## EXERCISE DIRECTIONS
Please reproduce the records, omitting nothing and changing nothing.

Saved data entries
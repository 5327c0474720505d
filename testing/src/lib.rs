//! # Filmorate Testing
//!
//! Testing utilities shared by the Filmorate crates.
//!
//! This crate provides:
//! - A fixed [`Clock`] so birthday checks are deterministic
//! - Film and user fixtures, including the popularity scenario films
//! - proptest strategies for valid and invalid input
//! - In-memory service wiring
//!
//! ## Example
//!
//! ```
//! use filmorate_testing::{fixtures, in_memory_services};
//!
//! # async fn example() -> filmorate_core::Result<()> {
//! let services = in_memory_services();
//! let film = services.films.add_film(fixtures::film("Film 1")).await?;
//! assert_eq!(film.id.map(|id| id.get()), Some(1));
//! # Ok(())
//! # }
//! ```

use chrono::{DateTime, NaiveDate, Utc};
use filmorate_core::environment::Clock;

/// Mock implementations of environment traits.
pub mod mocks {
    use super::{Clock, DateTime, Utc};

    /// Fixed clock for deterministic tests
    ///
    /// Always returns the same time, making tests reproducible.
    ///
    /// # Example
    ///
    /// ```
    /// use filmorate_testing::mocks::FixedClock;
    /// use filmorate_core::environment::Clock;
    /// use chrono::Utc;
    ///
    /// let clock = FixedClock::new(Utc::now());
    /// assert_eq!(clock.now(), clock.now());
    /// ```
    #[derive(Debug, Clone)]
    pub struct FixedClock {
        time: DateTime<Utc>,
    }

    impl FixedClock {
        /// Create a new fixed clock with the given time
        #[must_use]
        pub const fn new(time: DateTime<Utc>) -> Self {
            Self { time }
        }
    }

    impl Clock for FixedClock {
        fn now(&self) -> DateTime<Utc> {
            self.time
        }
    }

    /// Create a default fixed clock for tests (2024-06-01 12:00:00 UTC)
    ///
    /// # Panics
    ///
    /// This function will panic if the hardcoded timestamp fails to parse,
    /// which should never happen in practice.
    #[must_use]
    #[allow(clippy::expect_used)]
    pub fn test_clock() -> FixedClock {
        FixedClock::new(
            DateTime::parse_from_rfc3339("2024-06-01T12:00:00Z")
                .expect("hardcoded timestamp should always parse")
                .with_timezone(&Utc),
        )
    }
}

/// Build a date, panicking on an invalid one.
///
/// # Panics
///
/// Panics if the date does not exist.
#[must_use]
#[allow(clippy::expect_used)]
pub fn date(year: i32, month: u32, day: u32) -> NaiveDate {
    NaiveDate::from_ymd_opt(year, month, day).expect("fixture date should be valid")
}

/// Film and user fixtures.
pub mod fixtures {
    use super::date;
    use filmorate_core::model::{Film, Genre, Mpa, User};

    /// A valid film with the given name.
    #[must_use]
    pub fn film(name: &str) -> Film {
        Film::new(name, "A film", date(2000, 1, 1), 100, Mpa::reference(1))
    }

    /// A valid film with genres by id.
    #[must_use]
    pub fn film_with_genres(name: &str, genres: &[i64]) -> Film {
        film(name).with_genres(genres.iter().map(|id| Genre::reference(*id)).collect())
    }

    /// The three films of the popularity scenario, rated 5, 4 and 7.
    #[must_use]
    pub fn popularity_films() -> Vec<Film> {
        vec![
            Film::new("Film 1", "", date(2022, 1, 1), 120, Mpa::reference(1)).with_rate(5),
            Film::new("Film 2", "", date(2022, 2, 1), 130, Mpa::reference(2)).with_rate(4),
            Film::new("Film 3", "", date(2020, 3, 1), 140, Mpa::reference(2)).with_rate(7),
        ]
    }

    /// A valid user with the given login and no display name.
    #[must_use]
    pub fn user(login: &str) -> User {
        User::new(format!("{login}@example.com"), login, "", date(1990, 5, 15))
    }
}

/// Property-based testing utilities.
pub mod properties {
    use super::date;
    use filmorate_core::model::{Film, Mpa};
    use proptest::prelude::*;

    /// Logins accepted by the validation layer.
    pub fn valid_login() -> impl Strategy<Value = String> {
        "[a-zA-Z0-9_.-]{1,24}"
    }

    /// Logins rejected for containing whitespace.
    pub fn login_with_whitespace() -> impl Strategy<Value = String> {
        ("[a-z]{1,8}", "[ \t]{1,3}", "[a-z]{1,8}").prop_map(|(a, gap, b)| format!("{a}{gap}{b}"))
    }

    /// Films that pass validation, with any rate in `0..1000`.
    pub fn valid_film() -> impl Strategy<Value = Film> {
        (
            "[A-Za-z][A-Za-z ]{0,30}",
            "[a-z ]{0,200}",
            0i64..40_000,
            1i32..600,
            1i64..=5,
            0i32..1000,
        )
            .prop_map(|(name, description, days, duration, mpa, rate)| {
                Film::new(
                    name,
                    description,
                    date(1895, 12, 28) + chrono::Duration::days(days),
                    duration,
                    Mpa::reference(mpa),
                )
                .with_rate(rate)
            })
    }
}

/// Test helpers.
pub mod helpers {
    use super::mocks::test_clock;
    use filmorate_core::memory::InMemoryStorage;
    use filmorate_core::service::Services;
    use std::sync::Arc;

    /// Services over a fresh in-memory store and the fixed test clock.
    #[must_use]
    pub fn in_memory_services() -> Services {
        Services::new(InMemoryStorage::new().into_storage(), Arc::new(test_clock()))
    }

    /// Install a fmt subscriber for test output; safe to call repeatedly.
    pub fn init_tracing() {
        let _ = tracing_subscriber::fmt()
            .with_test_writer()
            .with_env_filter("filmorate=debug")
            .try_init();
    }
}

// Re-export commonly used items
pub use helpers::{in_memory_services, init_tracing};
pub use mocks::{FixedClock, test_clock};

#[cfg(test)]
#[allow(clippy::unwrap_used)]
mod tests {
    use super::*;
    use filmorate_core::validation::{validate_film, validate_user};
    use proptest::prelude::*;

    #[test]
    fn fixed_clock_is_stable() {
        let clock = test_clock();
        assert_eq!(clock.now(), clock.now());
        assert_eq!(clock.today(), date(2024, 6, 1));
    }

    #[test]
    fn fixtures_are_valid() {
        assert!(validate_film(&fixtures::film("A")).is_ok());
        for film in fixtures::popularity_films() {
            assert!(validate_film(&film).is_ok());
        }
        assert!(validate_user(&fixtures::user("alice"), test_clock().today()).is_ok());
    }

    #[tokio::test]
    async fn in_memory_services_start_empty() {
        let services = in_memory_services();
        assert!(services.films.films().await.unwrap().is_empty());
        assert_eq!(services.backend(), "memory");
    }

    proptest! {
        #[test]
        fn generated_films_validate(film in properties::valid_film()) {
            prop_assert!(validate_film(&film).is_ok());
        }

        #[test]
        fn whitespace_logins_fail(login in properties::login_with_whitespace()) {
            let mut user = fixtures::user("x");
            user.login = login;
            prop_assert!(validate_user(&user, test_clock().today()).is_err());
        }

        #[test]
        fn plain_logins_pass(login in properties::valid_login()) {
            let mut user = fixtures::user("x");
            user.login = login;
            prop_assert!(validate_user(&user, test_clock().today()).is_ok());
        }
    }
}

## ANSWER TO THE EXERCISE
repository 5327c0474720505d
filename testing/src/lib.rs
//! # Filmorate Testing
//!
//! Testing utilities shared by the Filmorate crates.
//!
//! This crate provides:
//! - A fixed [`Clock`] so birthday checks are deterministic
//! - Film and user fixtures, including the popularity scenario films
//! - proptest strategies for valid and invalid input
//! - In-memory service wiring
//!
//! ## Example
//!
//! ```
//! use filmorate_testing::{fixtures, in_memory_services};
//!
//! # async fn example() -> filmorate_core::Result<()> {
//! let services = in_memory_services();
//! let film = services.films.add_film(fixtures::film("Film 1")).await?;
//! assert_eq!(film.id.map(|id| id.get()), Some(1));
//! # Ok(())
//! # }
//! ```

use chrono::{DateTime, NaiveDate, Utc};
use filmorate_core::environment::Clock;

/// Mock implementations of environment traits.
pub mod mocks {
    use super::{Clock, DateTime, Utc};

    /// Fixed clock for deterministic tests
    ///
    /// Always returns the same time, making tests reproducible.
    ///
    /// # Example
    ///
    /// ```
    /// use filmorate_testing::mocks::FixedClock;
    /// use filmorate_core::environment::Clock;
    /// use chrono::Utc;
    ///
    /// let clock = FixedClock::new(Utc::now());
    /// assert_eq!(clock.now(), clock.now());
    /// ```
    #[derive(Debug, Clone)]
    pub struct FixedClock {
        time: DateTime<Utc>,
    }

    impl FixedClock {
        /// Create a new fixed clock with the given time
        #[must_use]
        pub const fn new(time: DateTime<Utc>) -> Self {
            Self { time }
        }
    }

    impl Clock for FixedClock {
        fn now(&self) -> DateTime<Utc> {
            self.time
        }
    }

    /// Create a default fixed clock for tests (2024-06-01 12:00:00 UTC)
    ///
    /// # Panics
    ///
    /// This function will panic if the hardcoded timestamp fails to parse,
    /// which should never happen in practice.
    #[must_use]
    #[allow(clippy::expect_used)]
    pub fn test_clock() -> FixedClock {
        FixedClock::new(
            DateTime::parse_from_rfc3339("2024-06-01T12:00:00Z")
                .expect("hardcoded timestamp should always parse")
                .with_timezone(&Utc),
        )
    }
}

/// Build a date, panicking on an invalid one.
///
/// # Panics
///
/// Panics if the date does not exist.
#[must_use]
#[allow(clippy::expect_used)]
pub fn date(year: i32, month: u32, day: u32) -> NaiveDate {
    NaiveDate::from_ymd_opt(year, month, day).expect("fixture date should be valid")
}

/// Film and user fixtures.
pub mod fixtures {
    use super::date;
    use filmorate_core::model::{Film, Genre, Mpa, User};

    /// A valid film with the given name.
    #[must_use]
    pub fn film(name: &str) -> Film {
        Film::new(name, "A film", date(2000, 1, 1), 100, Mpa::reference(1))
    }

    /// A valid film with genres by id.
    #[must_use]
    pub fn film_with_genres(name: &str, genres: &[i64]) -> Film {
        film(name).with_genres(genres.iter().map(|id| Genre::reference(*id)).collect())
    }

    /// The three films of the popularity scenario, rated 5, 4 and 7.
    #[must_use]
    pub fn popularity_films() -> Vec<Film> {
        vec![
            Film::new("Film 1", "", date(2022, 1, 1), 120, Mpa::reference(1)).with_rate(5),
            Film::new("Film 2", "", date(2022, 2, 1), 130, Mpa::reference(2)).with_rate(4),
            Film::new("Film 3", "", date(2020, 3, 1), 140, Mpa::reference(2)).with_rate(7),
        ]
    }

    /// A valid user with the given login and no display name.
    #[must_use]
    pub fn user(login: &str) -> User {
        User::new(format!("{login}@example.com"), login, "", date(1990, 5, 15))
    }
}

/// Property-based testing utilities.
pub mod properties {
    use super::date;
    use filmorate_core::model::{Film, Mpa};
    use proptest::prelude::*;

    /// Logins accepted by the validation layer.
    pub fn valid_login() -> impl Strategy<Value = String> {
        "[a-zA-Z0-9_.-]{1,24}"
    }

    /// Logins rejected for containing whitespace.
    pub fn login_with_whitespace() -> impl Strategy<Value = String> {
        ("[a-z]{1,8}", "[ \t]{1,3}", "[a-z]{1,8}").prop_map(|(a, gap, b)| format!("{a}{gap}{b}"))
    }

    /// Films that pass validation, with any rate in `0..1000`.
    pub fn valid_film() -> impl Strategy<Value = Film> {
        (
            "[A-Za-z][A-Za-z ]{0,30}",
            "[a-z ]{0,200}",
            0i64..40_000,
            1i32..600,
            1i64..=5,
            0i32..1000,
        )
            .prop_map(|(name, description, days, duration, mpa, rate)| {
                Film::new(
                    name,
                    description,
                    date(1895, 12, 28) + chrono::Duration::days(days),
                    duration,
                    Mpa::reference(mpa),
                )
                .with_rate(rate)
            })
    }
}

/// Test helpers.
pub mod helpers {
    use super::mocks::test_clock;
    use filmorate_core::memory::InMemoryStorage;
    use filmorate_core::service::Services;
    use std::sync::Arc;

    /// Services over a fresh in-memory store and the fixed test clock.
    #[must_use]
    pub fn in_memory_services() -> Services {
        Services::new(InMemoryStorage::new().into_storage(), Arc::new(test_clock()))
    }

    /// Install a fmt subscriber for test output; safe to call repeatedly.
    pub fn init_tracing() {
        let _ = tracing_subscriber::fmt()
            .with_test_writer()
            .with_env_filter("filmorate=debug")
            .try_init();
    }
}

// Re-export commonly used items
pub use helpers::{in_memory_services, init_tracing};
pub use mocks::{FixedClock, test_clock};

#[cfg(test)]
#[allow(clippy::unwrap_used)]
mod tests {
    use super::*;
    use filmorate_core::validation::{validate_film, validate_user};
    use proptest::prelude::*;

    #[test]
    fn fixed_clock_is_stable() {
        let clock = test_clock();
        assert_eq!(clock.now(), clock.now());
        assert_eq!(clock.today(), date(2024, 6, 1));
    }

    #[test]
    fn fixtures_are_valid() {
        assert!(validate_film(&fixtures::film("A")).is_ok());
        for film in fixtures::popularity_films() {
            assert!(validate_film(&film).is_ok());
        }
        assert!(validate_user(&fixtures::user("alice"), test_clock().today()).is_ok());
    }

    #[tokio::test]
    async fn in_memory_services_start_empty() {
        let services = in_memory_services();
        assert!(services.films.films().await.unwrap().is_empty());
        assert_eq!(services.backend(), "memory");
    }

    proptest! {
        #[test]
        fn generated_films_validate(film in properties::valid_film()) {
            prop_assert!(validate_film(&film).is_ok());
        }

        #[test]
        fn whitespace_logins_fail(login in properties::login_with_whitespace()) {
            let mut user = fixtures::user("x");
            user.login = login;
            prop_assert!(validate_user(&user, test_clock().today()).is_err());
        }

        #[test]
        fn plain_logins_pass(login in properties::valid_login()) {
            let mut user = fixtures::user("x");
            user.login = login;
            prop_assert!(validate_user(&user, test_clock().today()).is_ok());
        }
    }
}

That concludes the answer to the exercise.